Democrats need to flip 23 seats to regain control of the House of Representatives. While Republicans have publicly said they have seen their chances of electoral success in November increase since the confirmation of Supreme Court Justice Brett Kavanaugh earlier this month, polling shows Democrats are still the heavy favorite to regain control of that chamber. A forecast from the data website FiveThirtyEight posits that, as of Monday, Democrats have an 86.6 percent chance of winning the House, while Republicans have a 13.4 percent chance of retaining it.

Lisa Gilbert, the Vice President of Legislative Affairs for Public Citizen, one of the organizations signing on with the campaign, and who is also working with House Democrats on the package, said she expects the advocacy to persist even if the bill doesn’t become law. Pushing the bill, she said, is only “one piece of the puzzle.”
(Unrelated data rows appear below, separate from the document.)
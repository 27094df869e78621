//! Process-wide caches shared by every build
//!
//! All caches are explicit objects handed to the scanner, extractor and graph
//! constructors. Each one wraps a single `Mutex`, so a read-modify-write on a
//! cache entry is atomic with respect to every other worker using the same
//! cache instance. Cloning a cache clones the handle, not the data.
//!
//! - [`ModificationCache`]: last-seen modification time per (purpose tag, path).
//! - [`DescriptorCache`]: parsed source descriptors per path.
//! - [`LibraryScanCache`]: file lists of the trusted library tree.
//!
//! [`BuildCaches`] bundles the three and knows how to persist the first two
//! (see [`snapshot`]).

use std::collections::HashMap;
use std::hash::Hash;
use std::path::{Path, PathBuf};
use std::sync::{Arc, Mutex, MutexGuard};

use serde::{Deserialize, Serialize};

use crate::error::{Error, Result};
use crate::source::SourceDescriptor;

pub mod modification;
pub mod snapshot;

pub use modification::ModificationCache;

/// Cache key combining a purpose tag and a file path
///
/// The same physical file gets independent staleness tracking per tag, so a
/// "compile" build and an "input" request never consume each other's
/// observations.
#[derive(Debug, Clone, PartialEq, Eq, Hash, Serialize, Deserialize)]
pub struct CacheKey {
    pub tag: String,
    pub path: PathBuf,
}

impl CacheKey {
    pub fn new(tag: &str, path: &Path) -> Self {
        Self {
            tag: tag.to_string(),
            path: path.to_path_buf(),
        }
    }
}

/// Mutex-guarded map shared between workers
#[derive(Debug)]
pub struct SharedCache<K, V> {
    name: &'static str,
    cache: Arc<Mutex<HashMap<K, V>>>,
}

impl<K, V> Clone for SharedCache<K, V> {
    fn clone(&self) -> Self {
        Self {
            name: self.name,
            cache: Arc::clone(&self.cache),
        }
    }
}

impl<K, V> SharedCache<K, V>
where
    K: Eq + Hash + Clone,
    V: Clone,
{
    /// Create a new empty cache; `name` only shows up in lock errors.
    pub fn new(name: &'static str) -> Self {
        Self {
            name,
            cache: Arc::new(Mutex::new(HashMap::new())),
        }
    }

    pub(crate) fn lock(&self) -> Result<MutexGuard<'_, HashMap<K, V>>> {
        self.cache.lock().map_err(|_| Error::LockPoisoned {
            context: format!("{} cache", self.name),
        })
    }

    /// Get a cached value, or compute and cache it if not present
    ///
    /// The lock is not held while `processor` runs, so two workers racing on
    /// the same missing key may both compute it; the last insert wins.
    pub fn get_or_process<F>(&self, key: K, processor: F) -> Result<V>
    where
        F: FnOnce() -> Result<V>,
    {
        if let Some(cached) = self.get(&key)? {
            return Ok(cached);
        }

        let result = processor()?;
        self.insert(key, result.clone())?;
        Ok(result)
    }

    /// Return the cached value, creating and storing a default one when absent
    pub fn get_or_default(&self, key: K) -> Result<V>
    where
        V: Default,
    {
        let mut cache = self.lock()?;
        Ok(cache.entry(key).or_default().clone())
    }

    /// Manually insert a value into the cache
    pub fn insert(&self, key: K, value: V) -> Result<()> {
        self.lock()?.insert(key, value);
        Ok(())
    }

    /// Get a value from cache without computing
    pub fn get(&self, key: &K) -> Result<Option<V>> {
        Ok(self.lock()?.get(key).cloned())
    }

    /// Drop a single entry, returning it if it was present
    pub fn remove(&self, key: &K) -> Result<Option<V>> {
        Ok(self.lock()?.remove(key))
    }

    /// Check if a key exists in cache
    pub fn contains(&self, key: &K) -> Result<bool> {
        Ok(self.lock()?.contains_key(key))
    }

    /// Clear all cached entries
    pub fn clear(&self) -> Result<()> {
        self.lock()?.clear();
        Ok(())
    }

    /// Get the number of cached entries
    pub fn len(&self) -> Result<usize> {
        Ok(self.lock()?.len())
    }

    /// Check if cache is empty
    pub fn is_empty(&self) -> Result<bool> {
        Ok(self.lock()?.is_empty())
    }

    /// Copy every entry out of the cache
    pub fn entries(&self) -> Result<Vec<(K, V)>> {
        Ok(self
            .lock()?
            .iter()
            .map(|(k, v)| (k.clone(), v.clone()))
            .collect())
    }

    /// Replace the whole content of the cache
    pub fn replace_all(&self, entries: impl IntoIterator<Item = (K, V)>) -> Result<()> {
        let mut cache = self.lock()?;
        cache.clear();
        cache.extend(entries);
        Ok(())
    }
}

/// Parsed descriptors, keyed by source path
pub type DescriptorCache = SharedCache<PathBuf, Arc<SourceDescriptor>>;

/// Library file lists, keyed by (extension, library root)
pub type LibraryScanCache = SharedCache<CacheKey, Vec<PathBuf>>;

/// Every cache a build server needs, created once at startup
#[derive(Debug, Clone)]
pub struct BuildCaches {
    pub modifications: ModificationCache,
    pub descriptors: DescriptorCache,
    pub library: LibraryScanCache,
}

impl BuildCaches {
    /// Empty caches; `no_cache` makes every modification lookup report a change
    pub fn new(no_cache: bool) -> Self {
        Self {
            modifications: ModificationCache::new(no_cache),
            descriptors: DescriptorCache::new("descriptor"),
            library: LibraryScanCache::new("library scan"),
        }
    }
}
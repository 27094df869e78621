//! Stage 3: Scanning
//!
//! Builds the namespace graph for one purpose tag. The library tree is
//! listed once per process; every other root is listed on each call, which
//! is cheap compared with parsing. Descriptors are extracted in parallel
//! (the caches underneath are thread-safe) and then added to the graph
//! sequentially in path order, so duplicate-namespace errors always name the
//! same pair of files.

use std::path::PathBuf;
use std::sync::Arc;
use std::time::Instant;

use log::{debug, info};
use rayon::prelude::*;

use crate::cache::BuildCaches;
use crate::config::Config;
use crate::defaults;
use crate::error::Result;
use crate::graph::{forget_all, NamespaceGraph};
use crate::scan::Scanner;
use crate::source::{SourceDescriptor, SourceExtractor};

/// Scan every script root and build a checked graph for `tag`.
pub fn execute(config: &Config, caches: &BuildCaches, tag: &str) -> Result<NamespaceGraph> {
    let start = Instant::now();

    let extractor = SourceExtractor::new(
        config.base_file(),
        caches.modifications.clone(),
        caches.descriptors.clone(),
    )?;
    let mut graph = NamespaceGraph::new(tag, extractor.clone());
    if let Some(root) = config.library_root() {
        graph = graph.with_library_root(root);
    }

    let paths = collect_paths(config, caches)?;
    debug!("Extracting {} scripts for {}", paths.len(), tag);

    let results: Vec<Result<(Arc<SourceDescriptor>, bool)>> = paths
        .par_iter()
        .map(|path| extractor.extract(tag, path))
        .collect();

    let mut extracted = Vec::with_capacity(results.len());
    let mut failure = None;
    for result in results {
        match result {
            Ok(entry) => extracted.push(entry),
            Err(err) => {
                failure.get_or_insert(err);
            }
        }
    }
    extracted.sort_by(|a, b| a.0.path.cmp(&b.0.path));

    // A failed scan must not consume the changes it observed.
    let fresh: Vec<PathBuf> = extracted
        .iter()
        .filter(|(_, cached)| !cached)
        .map(|(src, _)| src.path.clone())
        .collect();
    if let Some(err) = failure {
        forget_all(&extractor, tag, &fresh);
        return Err(err);
    }

    let built = extracted
        .into_iter()
        .try_for_each(|(src, cached)| graph.add_descriptor(src, cached))
        .and_then(|()| graph.check());
    if let Err(err) = built {
        forget_all(&extractor, tag, &fresh);
        return Err(err);
    }

    info!(
        "Scanned {} scripts ({} changed, {} namespaces) in {:.2}s",
        graph.len(),
        fresh.len(),
        graph.namespace_count(),
        start.elapsed().as_secs_f64()
    );
    Ok(graph)
}

/// Every script path the graph should contain, library first.
fn collect_paths(config: &Config, caches: &BuildCaches) -> Result<Vec<PathBuf>> {
    let mut paths = Vec::new();

    if let Some(root) = config.library_root() {
        paths.extend(Scanner::new().scan_cached(&caches.library, root, defaults::JS_EXT)?);
    }

    let ignore = config
        .js
        .as_ref()
        .map(|js| js.ignore.clone())
        .unwrap_or_default();
    let scanner = Scanner::with_ignore(ignore)?;
    for root in config.js_roots() {
        if !root.exists() && root == config.templates_dir() {
            continue;
        }
        paths.extend(scanner.scan(&root, defaults::JS_EXT)?);
    }

    paths.sort();
    paths.dedup();
    Ok(paths)
}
“We’re going to be pushing this into the Presidential campaigns. We’re going to be seizing on this even if the House doesn’t flip and Republicans are in charge still. The set of reforms that we want, its bigger than any single moment,” Gilbert told TIME.

Sarbanes did express confidence that the bill will pass the chamber if the Democrats are in the majority, regardless of who prevails in the leadership elections the party has scheduled for the week after Thanksgiving. But he stopped short of saying it would succeed in the Senate if Republicans, as expected, retain their majority there.

“I would hate to put a probability on that,” he said.